The fisherman and his family from Nelson we met at Trilobite Hut were lovely;
he and his pregnant wife taking their two delightful, very excited little boys
on their first tramping trip from Trilobite up to Fenella and back.
Also at Trilobite we encountered an American who was meandering through New
Zealand, and who had an astonishing capacity for alcohol.
(Eds observation; the two little boys revelled in their adventure up to
Fenella, amazing their parents and delighting us as we got to spend more time
in their company.)
Fons The showers in the motor camp at Takaka at the end of our trip were
fabulous. Not so great was being dehydrated on the tops from Fenella to Lonely
Lake.
The navigational skills of Bill and Norm were totally superb; I felt completely
confident even without my GPS because of their skill in finding the route.
(Eds comment; havent got one he said it all.)
Norm The diverse bird life was interesting: blue ducks on more than one
occasion, many tuis, kaka, robins, kea, fantails, tomtits, kakariki, pipit.
The astonishing sight of a kehu (NZ falcon) confronting and bullying a harrier
hawk stopped us in our tracks as we were slogging our way along the Killdevil.
Weka are alive and very well Mum and three chicks entertained us for
some time at Trilobite.
I believe that the tracks from Lake Stanley to Waingaro in 1929 and the
Killdevil were formed by the same person.

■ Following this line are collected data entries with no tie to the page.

//! Cooperative stop signalling
//!
//! Workers poll the flag between units of work and acknowledge it with their
//! own code when they exit. A watch channel mirrors the flag so a worker parked
//! on an empty or full queue observes the stop without polling.

use std::collections::HashMap;
use std::sync::{PoisonError, RwLock};
use tokio::sync::watch;

/// Stop flag plus per-worker acknowledgement ledger
#[derive(Debug)]
pub struct StopCoordinator {
    state: RwLock<StopState>,
    notifier: watch::Sender<bool>,
}

#[derive(Debug, Default)]
struct StopState {
    signed: bool,
    deals: HashMap<String, u32>,
}

impl Default for StopCoordinator {
    fn default() -> Self {
        Self::new()
    }
}

impl StopCoordinator {
    pub fn new() -> Self {
        let (notifier, _) = watch::channel(false);
        Self {
            state: RwLock::new(StopState::default()),
            notifier,
        }
    }

    /// Raises the stop flag
    ///
    /// Returns true only to the caller that performed the transition.
    pub fn sign(&self) -> bool {
        let mut state = self.state.write().unwrap_or_else(PoisonError::into_inner);
        if state.signed {
            return false;
        }
        state.signed = true;
        self.notifier.send_replace(true);
        true
    }

    pub fn signed(&self) -> bool {
        self.state
            .read()
            .unwrap_or_else(PoisonError::into_inner)
            .signed
    }

    /// Records that the worker identified by `code` observed the stop
    ///
    /// Calls made before the flag is raised are ignored.
    pub fn deal(&self, code: &str) {
        let mut state = self.state.write().unwrap_or_else(PoisonError::into_inner);
        if !state.signed {
            return;
        }
        *state.deals.entry(code.to_string()).or_insert(0) += 1;
    }

    pub fn deal_count(&self, code: &str) -> u32 {
        self.state
            .read()
            .unwrap_or_else(PoisonError::into_inner)
            .deals
            .get(code)
            .copied()
            .unwrap_or(0)
    }

    pub fn deal_total(&self) -> u32 {
        self.state
            .read()
            .unwrap_or_else(PoisonError::into_inner)
            .deals
            .values()
            .sum()
    }

    /// Clears the flag and every counter for reuse in another run
    pub fn reset(&self) {
        let mut state = self.state.write().unwrap_or_else(PoisonError::into_inner);
        state.signed = false;
        state.deals.clear();
        self.notifier.send_replace(false);
    }

    /// Returns a listener that resolves once the flag is raised
    pub fn subscribe(&self) -> StopSignal {
        StopSignal {
            receiver: self.notifier.subscribe(),
        }
    }

    pub fn summary(&self) -> String {
        let state = self.state.read().unwrap_or_else(PoisonError::into_inner);
        let mut codes: Vec<_> = state.deals.iter().collect();
        codes.sort();
        let deals = codes
            .iter()
            .map(|(code, count)| format!("{}={}", code, count))
            .collect::<Vec<_>>()
            .join(", ");
        format!("signed: {}, deals: [{}]", state.signed, deals)
    }
}

/// Async view of the stop flag held by one worker
#[derive(Debug, Clone)]
pub struct StopSignal {
    receiver: watch::Receiver<bool>,
}

impl StopSignal {
    /// Resolves once the stop flag is raised
    pub async fn raised(&mut self) {
        loop {
            let signed = *self.receiver.borrow_and_update();
            if signed {
                return;
            }
            if self.receiver.changed().await.is_err() {
                // Coordinator dropped; nothing will ever resume this run
                return;
            }
        }
    }
}

#[cfg(test)]
mod tests {
    use super::*;
    use std::sync::Arc;
    use std::thread;
    use std::time::Duration;

    #[test]
    fn test_sign_once() {
        let stop = StopCoordinator::new();
        assert!(!stop.signed());
        assert!(stop.sign());
        assert!(stop.signed());
        assert!(!stop.sign());
    }

    #[test]
    fn test_concurrent_sign_single_winner() {
        let stop = Arc::new(StopCoordinator::new());
        let handles: Vec<_> = (0..16)
            .map(|_| {
                let stop = Arc::clone(&stop);
                thread::spawn(move || stop.sign())
            })
            .collect();

        let winners = handles
            .into_iter()
            .map(|h| h.join().unwrap())
            .filter(|won| *won)
            .count();
        assert_eq!(winners, 1);
    }

    #[test]
    fn test_deal_ignored_before_sign() {
        let stop = StopCoordinator::new();
        stop.deal("downloader-0");
        assert_eq!(stop.deal_count("downloader-0"), 0);
        assert_eq!(stop.deal_total(), 0);

        stop.sign();
        stop.deal("downloader-0");
        stop.deal("downloader-0");
        stop.deal("analyzer-1");
        assert_eq!(stop.deal_count("downloader-0"), 2);
        assert_eq!(stop.deal_count("analyzer-1"), 1);
        assert_eq!(stop.deal_count("unknown"), 0);
        assert_eq!(stop.deal_total(), 3);
    }

    #[test]
    fn test_reset() {
        let stop = StopCoordinator::new();
        stop.sign();
        stop.deal("item-pipeline");
        stop.reset();

        assert!(!stop.signed());
        assert_eq!(stop.deal_total(), 0);
        assert!(stop.sign());
    }

    #[test]
    fn test_summary() {
        let stop = StopCoordinator::new();
        stop.sign();
        stop.deal("b");
        stop.deal("a");
        assert_eq!(stop.summary(), "signed: true, deals: [a=1, b=1]");
    }

    #[tokio::test]
    async fn test_signal_wakes_listener() {
        let stop = Arc::new(StopCoordinator::new());
        let mut signal = stop.subscribe();

        let pending = tokio::time::timeout(Duration::from_millis(20), signal.raised()).await;
        assert!(pending.is_err());

        let stop_clone = Arc::clone(&stop);
        tokio::spawn(async move {
            tokio::time::sleep(Duration::from_millis(10)).await;
            stop_clone.sign();
        });

        tokio::time::timeout(Duration::from_secs(1), signal.raised())
            .await
            .expect("listener should observe the stop");
    }

    #[tokio::test]
    async fn test_signal_after_sign_resolves_immediately() {
        let stop = StopCoordinator::new();
        stop.sign();
        let mut signal = stop.subscribe();
        tokio::time::timeout(Duration::from_millis(100), signal.raised())
            .await
            .expect("already-raised flag should resolve at once");
    }
}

Judy my highlights? Having a kea fly over and call to me at Iron Lake
on our first evening, fed my kea addiction for another year. Seeing tiny orchids,
harebells, gentians, bushcrashing courtesy of Bill, river crossings and finding
the Anatoki track!
Various musings meeting a mountain biker with huge arm muscles, who had
biked up Killdevil track a couple of days previously.

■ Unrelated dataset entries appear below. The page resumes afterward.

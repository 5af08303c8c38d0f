use crate::model::Request;
use std::fmt;

/// A caller-defined payload extracted from a response
///
/// Items that report themselves as invalid are rejected by the item pipeline
/// before any processor sees them.
pub trait Item: fmt::Debug + Send + 'static {
    /// Returns true if the item may enter the processor chain
    fn is_valid(&self) -> bool {
        true
    }
}

/// A value produced by a parse function
#[derive(Debug)]
pub enum Parsed<I> {
    /// A newly discovered request; its depth is recomputed by the analyzer
    Request(Request),
    /// An extracted item bound for the item pipeline
    Item(I),
}

impl<I> Parsed<I> {
    /// Returns the request if this value is one
    pub fn as_request(&self) -> Option<&Request> {
        match self {
            Self::Request(request) => Some(request),
            Self::Item(_) => None,
        }
    }

    /// Returns the item if this value is one
    pub fn as_item(&self) -> Option<&I> {
        match self {
            Self::Request(_) => None,
            Self::Item(item) => Some(item),
        }
    }
}
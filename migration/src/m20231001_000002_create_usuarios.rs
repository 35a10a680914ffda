use sea_orm_migration::{prelude::*, schema::*};

#[derive(DeriveMigrationName)]
pub struct Migration;

#[async_trait::async_trait]
impl MigrationTrait for Migration {
    async fn up(&self, manager: &SchemaManager) -> Result<(), DbErr> {
        manager
            .create_table(
                Table::create()
                    .table(Usuarios::Table)
                    .if_not_exists()
                    .col(pk_auto(Usuarios::Id))
                    .col(string_len_uniq(Usuarios::Username, 100))
                    .col(string_len(Usuarios::Password, 255))
                    .col(string_len(Usuarios::Role, 50).default("user"))
                    .col(string(Usuarios::FechaCreacion))
                    .to_owned(),
            )
            .await?;

        Ok(())
    }

    async fn down(&self, manager: &SchemaManager) -> Result<(), DbErr> {
        manager.drop_table(Table::drop().table(Usuarios::Table).to_owned()).await?;
        Ok(())
    }
}

#[derive(DeriveIden)]
enum Usuarios {
    Table,
    Id,
    Username,
    Password,
    Role,
    FechaCreacion,
}
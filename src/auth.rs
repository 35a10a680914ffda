use std::{collections::HashMap, sync::Arc};

use tokio::sync::RwLock;

use crate::{
    error::{AppError, AppResult},
    models::{ADMIN_ROLE, User},
    store::MovieStore,
};

pub const SESSION_COOKIE: &str = "cine_session";

#[derive(Clone, Debug, PartialEq, Eq)]
pub struct Session {
    pub token: String,
    pub username: String,
    pub role: String,
    expires_at: i64,
}

impl Session {
    pub fn is_admin(&self) -> bool {
        self.role == ADMIN_ROLE
    }
}

/// In-memory login sessions keyed by an opaque random token.
#[derive(Clone)]
pub struct SessionStore {
    sessions: Arc<RwLock<HashMap<String, Session>>>,
    ttl_seconds: i64,
}

impl SessionStore {
    pub fn new(ttl_minutes: i64) -> Self {
        Self { sessions: Arc::default(), ttl_seconds: ttl_minutes.saturating_mul(60) }
    }

    pub fn ttl_seconds(&self) -> i64 {
        self.ttl_seconds
    }

    pub async fn issue(&self, user: &User) -> Session {
        let session = Session {
            token: uuid::Uuid::new_v4().simple().to_string(),
            username: user.username.clone(),
            role: user.role.clone(),
            expires_at: now_sec().saturating_add(self.ttl_seconds),
        };

        let mut sessions = self.sessions.write().await;
        sessions.retain(|_, s| s.expires_at > now_sec());
        sessions.insert(session.token.clone(), session.clone());
        session
    }

    pub async fn resolve(&self, token: &str) -> Option<Session> {
        {
            let sessions = self.sessions.read().await;
            match sessions.get(token) {
                Some(s) if s.expires_at > now_sec() => return Some(s.clone()),
                Some(_) => {},
                None => return None,
            }
        }

        self.sessions.write().await.remove(token);
        None
    }

    pub async fn revoke(&self, token: &str) -> bool {
        self.sessions.write().await.remove(token).is_some()
    }
}

/// Exact, plaintext comparison against the stored credentials.
pub async fn login(store: &dyn MovieStore, username: &str, password: &str) -> AppResult<User> {
    if username.is_empty() || password.is_empty() {
        tracing::info!(username, "rejected login without credentials");
        return Err(AppError::InvalidCredentials);
    }
    match store.find_user(username, password).await? {
        Some(user) => Ok(user),
        None => {
            tracing::info!(username, "rejected login");
            Err(AppError::InvalidCredentials)
        },
    }
}

fn now_sec() -> i64 {
    jiff::Timestamp::now().as_second()
}

#[cfg(test)]
mod tests {
    use super::*;

    fn user(role: &str) -> User {
        User {
            id: 1,
            username: "ana".into(),
            password: "pw".into(),
            role: role.into(),
            created_at: String::new(),
        }
    }

    #[tokio::test]
    async fn issued_sessions_resolve_until_revoked() {
        let store = SessionStore::new(5);
        let session = store.issue(&user("admin")).await;
        assert!(session.is_admin());

        let resolved = store.resolve(&session.token).await.unwrap();
        assert_eq!(resolved.username, "ana");

        assert!(store.revoke(&session.token).await);
        assert!(store.resolve(&session.token).await.is_none());
        assert!(!store.revoke(&session.token).await);
    }

    #[tokio::test]
    async fn expired_sessions_are_dropped() {
        let store = SessionStore { sessions: Arc::default(), ttl_seconds: -1 };
        let session = store.issue(&user("user")).await;
        assert!(store.resolve(&session.token).await.is_none());
        assert!(store.sessions.read().await.is_empty());
    }

    #[tokio::test]
    async fn huge_ttl_does_not_overflow() {
        let store = SessionStore::new(i64::MAX);
        assert_eq!(store.ttl_seconds(), i64::MAX);
        let session = store.issue(&user("admin")).await;
        assert!(store.resolve(&session.token).await.is_some());
    }

    #[tokio::test]
    async fn tokens_are_unique() {
        let store = SessionStore::new(5);
        let a = store.issue(&user("user")).await;
        let b = store.issue(&user("user")).await;
        assert_ne!(a.token, b.token);
    }
}
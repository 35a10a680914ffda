use migration::{Migrator, MigratorTrait};
use sea_orm::{
    ActiveValue::NotSet, ColumnTrait, ConnectionTrait, Database, DatabaseConnection, EntityTrait,
    PaginatorTrait, QueryFilter, Set, Statement,
};

use crate::{
    entities::{pelicula, usuario},
    error::AppResult,
    models::ADMIN_ROLE,
    seed,
    store::now_rfc3339,
};

pub async fn connect_and_migrate(database_url: &str) -> AppResult<DatabaseConnection> {
    let db = Database::connect(database_url).await?;

    db.execute(Statement::from_string(
        db.get_database_backend(),
        "PRAGMA journal_mode=WAL".to_string(),
    ))
    .await?;

    db.execute(Statement::from_string(
        db.get_database_backend(),
        "PRAGMA synchronous=NORMAL".to_string(),
    ))
    .await?;

    Migrator::up(&db, None).await?;
    Ok(db)
}

/// Provisions the admin user and the sample catalog when they are missing.
pub async fn seed(db: &DatabaseConnection, admin_password: &str) -> AppResult<()> {
    let admin = usuario::Entity::find()
        .filter(usuario::Column::Username.eq(seed::ADMIN_USERNAME))
        .one(db)
        .await?;

    if admin.is_none() {
        let model = usuario::ActiveModel {
            id: NotSet,
            username: Set(seed::ADMIN_USERNAME.to_string()),
            password: Set(admin_password.to_string()),
            role: Set(ADMIN_ROLE.to_string()),
            fecha_creacion: Set(now_rfc3339()),
        };
        usuario::Entity::insert(model).exec(db).await?;
        tracing::info!(username = seed::ADMIN_USERNAME, "admin user created");
    }

    if pelicula::Entity::find().count(db).await? == 0 {
        let now = now_rfc3339();
        let models = seed::sample_movies().into_iter().map(|m| pelicula::ActiveModel {
            id: NotSet,
            titulo: Set(m.title),
            sinopsis: Set(m.synopsis),
            fecha: Set(m.release_date),
            genero: Set(m.genre),
            duracion: Set(m.duration),
            director: Set(m.director),
            actores: Set(m.cast),
            imagen: Set(m.poster_url),
            trailer: Set(m.trailer_url),
            fecha_creacion: Set(now.clone()),
        });
        pelicula::Entity::insert_many(models).exec(db).await?;
        tracing::info!("sample movies added");
    }

    Ok(())
}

The 12 hour day from Waingaro Hut to Uruwhenua Road and the bus was particularly
gruelling.
The hospitality of Edith and Ron (Bills friends) at Motueka was so enjoyable,
as was being shown around their large gardens; everything organic with much
companion planting.
Crossing the swiftly flowing Cobb river with an audience of seen-it-all-before
fisherman
Discovering the joys of Cribbage again
Bills boots deposited very determinedly in a Takaka wheelie bin.
Norms indefatigable and seemingly bottomless store of knowledge; blinding
us with science and Latin names, often rendering us speechless
But one
does wonder was it all kosher? And how would we know anyway
Drivers did absolutely great job they got us there and back!

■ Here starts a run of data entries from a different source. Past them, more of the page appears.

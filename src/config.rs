use std::{net::SocketAddr, path::PathBuf, str::FromStr};

use anyhow::Context;

pub const DEFAULT_ADMIN_KEY: &str = "universidad2023";
pub const DEFAULT_ADMIN_PASSWORD: &str = "admin123";
pub const DEFAULT_FALLBACK_POSTER_URL: &str = "https://images.unsplash.com/photo-1536440136628-849c177e76a1?ixlib=rb-4.0.3&auto=format&fit=crop&w=1625&q=80";

#[derive(Clone, Copy, Debug, Eq, PartialEq)]
pub enum Environment {
    Development,
    Production,
}

impl Environment {
    pub fn as_str(self) -> &'static str {
        match self {
            Environment::Development => "development",
            Environment::Production => "production",
        }
    }

    pub fn is_production(self) -> bool {
        self == Environment::Production
    }
}

impl FromStr for Environment {
    type Err = anyhow::Error;

    fn from_str(s: &str) -> Result<Self, Self::Err> {
        match s.trim().to_ascii_lowercase().as_str() {
            "development" | "dev" => Ok(Environment::Development),
            "production" | "prod" => Ok(Environment::Production),
            other => anyhow::bail!("unknown environment {other:?}"),
        }
    }
}

#[derive(Clone, Copy, Debug, Eq, PartialEq)]
pub enum StorageBackend {
    Sqlite,
    JsonFile,
}

impl FromStr for StorageBackend {
    type Err = anyhow::Error;

    fn from_str(s: &str) -> Result<Self, Self::Err> {
        match s.trim().to_ascii_lowercase().as_str() {
            "sqlite" | "sql" => Ok(StorageBackend::Sqlite),
            "json" | "file" => Ok(StorageBackend::JsonFile),
            other => anyhow::bail!("unknown storage backend {other:?}"),
        }
    }
}

#[derive(Clone, Debug)]
pub struct Config {
    pub addr: SocketAddr,
    pub environment: Environment,
    pub storage: StorageBackend,
    pub database_url: String,
    pub data_file: PathBuf,
    pub admin_key: String,
    pub admin_password: String,
    pub fallback_poster_url: String,
    pub cors_origin: String,
    pub session_ttl_minutes: i64,
}

impl Default for Config {
    fn default() -> Self {
        Self {
            addr: SocketAddr::from(([0, 0, 0, 0], 3000)),
            environment: Environment::Development,
            storage: StorageBackend::Sqlite,
            database_url: "sqlite://cine.db?mode=rwc".to_string(),
            data_file: PathBuf::from("data/peliculas.json"),
            admin_key: DEFAULT_ADMIN_KEY.to_string(),
            admin_password: DEFAULT_ADMIN_PASSWORD.to_string(),
            fallback_poster_url: DEFAULT_FALLBACK_POSTER_URL.to_string(),
            cors_origin: "*".to_string(),
            session_ttl_minutes: 120,
        }
    }
}

impl Config {
    pub fn from_env() -> anyhow::Result<Self> {
        dotenvy::dotenv().ok();

        let defaults = Self::default();

        let host = std::env::var("HOST").unwrap_or_else(|_| "0.0.0.0".to_string());
        let port: u16 =
            std::env::var("PORT").unwrap_or_else(|_| "3000".to_string()).parse().context("PORT")?;

        let environment: Environment = match std::env::var("APP_ENV") {
            Ok(value) => value.parse().context("APP_ENV")?,
            Err(_) => defaults.environment,
        };

        let storage: StorageBackend = match std::env::var("STORAGE_BACKEND") {
            Ok(value) => value.parse().context("STORAGE_BACKEND")?,
            Err(_) => defaults.storage,
        };

        let database_url = std::env::var("DATABASE_URL").unwrap_or(defaults.database_url);
        let data_file = std::env::var("DATA_FILE").map(PathBuf::from).unwrap_or(defaults.data_file);
        let admin_key = std::env::var("ADMIN_KEY").unwrap_or(defaults.admin_key);
        let admin_password =
            std::env::var("SEED_ADMIN_PASSWORD").unwrap_or(defaults.admin_password);
        let fallback_poster_url =
            std::env::var("FALLBACK_POSTER_URL").unwrap_or(defaults.fallback_poster_url);
        let cors_origin = std::env::var("CORS_ORIGIN").unwrap_or(defaults.cors_origin);

        let session_ttl_minutes: i64 = match std::env::var("SESSION_TTL_MINUTES") {
            Ok(value) => value.parse().context("SESSION_TTL_MINUTES")?,
            Err(_) => defaults.session_ttl_minutes,
        };

        if admin_key.trim().is_empty() {
            anyhow::bail!("ADMIN_KEY must not be empty");
        }

        Ok(Self {
            addr: format!("{host}:{port}").parse().context("HOST/PORT")?,
            environment,
            storage,
            database_url,
            data_file,
            admin_key,
            admin_password,
            fallback_poster_url,
            cors_origin,
            session_ttl_minutes: session_ttl_minutes.max(1),
        })
    }

    /// Logs the settings that still carry their well-known defaults.
    pub fn warn_on_defaults(&self) {
        if self.admin_key == DEFAULT_ADMIN_KEY {
            tracing::warn!("ADMIN_KEY not set, using the built-in admin key");
        }
        if self.admin_password == DEFAULT_ADMIN_PASSWORD {
            tracing::warn!("SEED_ADMIN_PASSWORD not set, seeding admin with the default password");
        }
        if self.environment.is_production() && self.cors_origin == "*" {
            tracing::warn!("CORS_ORIGIN is \"*\" in production");
        }
    }
}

Vegetarian catering was superb.
Norm and Diannas tent fly worked well, as did the Nieuwendijks new
tent.
Lovely meal with Clare in Nelson on the penultimate evening.
Even though we werent able to get on an earlier ferry, we were still home
in time for people to be at work Monday.
Norm spent the entire time the rest of us were wandering around the Pupu Springs
talking to Tama, a DoC employee; then told us he was of mixed race sack
and three-legged
From Lonely Lake until the end of the trip, we had the tracks to ourselves
was great.
Fenella hut was packed with sweet-smelling day-trippers.
And finally, from the One of those trips when you really had to be there
file, two of Norms more memorable ramblings:
Tweet, chick, Tweet, chick, bong a tuis contribution to the dawn
chorus on New Years Day as heard by Norm.
And
On the first day we lost Alex
Day Five, we said goodbye to Bill
Day Seven we farewelled Fons, leaving him with a pistol
Day Ten we ate Judy
Days Twelve and Thirteen Dianna and I found Fons and ate him
Day Twentyone I find civilization and attempt to explain the disappearance of
all the group including Judy whom I thought tasted better than she looked
Confused and Dazed by the above? Imagine our abject confusion and dazedness
after ten or so days of tramping with Norm; loved all your stories, jokes and
inexhaustible fund of knowledge about absolutely everything Norm!